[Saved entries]
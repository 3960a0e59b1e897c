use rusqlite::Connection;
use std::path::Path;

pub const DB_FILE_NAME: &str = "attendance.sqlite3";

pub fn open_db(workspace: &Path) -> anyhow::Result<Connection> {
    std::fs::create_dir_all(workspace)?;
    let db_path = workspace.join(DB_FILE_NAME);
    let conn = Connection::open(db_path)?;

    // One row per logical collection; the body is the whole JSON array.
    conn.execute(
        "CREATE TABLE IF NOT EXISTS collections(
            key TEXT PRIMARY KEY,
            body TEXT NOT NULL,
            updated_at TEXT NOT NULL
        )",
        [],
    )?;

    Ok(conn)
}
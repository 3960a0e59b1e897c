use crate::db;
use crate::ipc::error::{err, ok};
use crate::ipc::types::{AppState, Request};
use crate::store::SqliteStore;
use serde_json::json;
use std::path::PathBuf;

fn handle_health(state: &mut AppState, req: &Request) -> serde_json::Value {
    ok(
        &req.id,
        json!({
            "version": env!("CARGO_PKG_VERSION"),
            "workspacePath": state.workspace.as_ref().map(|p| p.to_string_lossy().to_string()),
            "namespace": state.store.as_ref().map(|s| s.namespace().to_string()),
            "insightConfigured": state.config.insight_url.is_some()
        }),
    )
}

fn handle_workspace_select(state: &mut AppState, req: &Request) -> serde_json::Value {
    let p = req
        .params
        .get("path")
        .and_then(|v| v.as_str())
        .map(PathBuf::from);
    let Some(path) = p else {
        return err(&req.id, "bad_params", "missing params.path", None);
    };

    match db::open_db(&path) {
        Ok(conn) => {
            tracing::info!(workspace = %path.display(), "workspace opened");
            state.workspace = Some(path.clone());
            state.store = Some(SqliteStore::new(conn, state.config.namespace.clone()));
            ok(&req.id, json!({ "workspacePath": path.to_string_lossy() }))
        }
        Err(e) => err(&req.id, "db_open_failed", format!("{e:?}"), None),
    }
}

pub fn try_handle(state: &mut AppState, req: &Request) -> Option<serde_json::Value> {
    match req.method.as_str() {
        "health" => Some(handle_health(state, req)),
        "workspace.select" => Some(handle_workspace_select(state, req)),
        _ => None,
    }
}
* * *
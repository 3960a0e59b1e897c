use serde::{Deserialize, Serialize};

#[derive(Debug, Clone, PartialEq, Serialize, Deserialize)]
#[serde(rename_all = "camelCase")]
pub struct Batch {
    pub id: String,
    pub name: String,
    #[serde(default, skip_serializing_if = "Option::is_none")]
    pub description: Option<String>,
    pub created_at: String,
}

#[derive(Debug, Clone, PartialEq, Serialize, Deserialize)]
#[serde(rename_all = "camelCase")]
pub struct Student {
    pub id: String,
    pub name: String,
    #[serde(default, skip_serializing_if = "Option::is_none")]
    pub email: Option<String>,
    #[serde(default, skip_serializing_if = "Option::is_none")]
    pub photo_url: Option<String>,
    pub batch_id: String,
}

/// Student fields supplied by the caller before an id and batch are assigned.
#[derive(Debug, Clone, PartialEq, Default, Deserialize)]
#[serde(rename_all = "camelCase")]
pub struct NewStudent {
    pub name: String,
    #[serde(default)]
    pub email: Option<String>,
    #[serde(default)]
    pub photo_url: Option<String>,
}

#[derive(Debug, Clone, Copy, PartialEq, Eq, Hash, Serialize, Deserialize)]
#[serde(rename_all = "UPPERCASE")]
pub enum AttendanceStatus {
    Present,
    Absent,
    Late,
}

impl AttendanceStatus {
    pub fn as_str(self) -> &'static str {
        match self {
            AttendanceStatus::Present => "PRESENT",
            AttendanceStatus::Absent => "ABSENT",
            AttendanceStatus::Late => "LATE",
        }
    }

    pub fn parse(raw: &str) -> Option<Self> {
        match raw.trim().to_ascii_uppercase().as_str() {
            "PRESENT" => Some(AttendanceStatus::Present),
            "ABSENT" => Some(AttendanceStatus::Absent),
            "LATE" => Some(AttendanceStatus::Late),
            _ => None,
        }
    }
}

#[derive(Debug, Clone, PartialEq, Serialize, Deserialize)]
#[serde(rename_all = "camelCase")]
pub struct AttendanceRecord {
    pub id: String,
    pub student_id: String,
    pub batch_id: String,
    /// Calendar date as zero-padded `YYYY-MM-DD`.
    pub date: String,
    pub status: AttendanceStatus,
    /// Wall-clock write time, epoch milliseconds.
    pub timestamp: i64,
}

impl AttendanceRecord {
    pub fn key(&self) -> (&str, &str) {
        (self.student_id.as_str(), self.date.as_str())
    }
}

**Work request**: Every line that holds the string "crate" must be copied from the records above.

**Written response**:
use crate::db;
use crate::ipc::error::{err, ok};
use crate::ipc::types::{AppState, Request};
use crate::store::SqliteStore;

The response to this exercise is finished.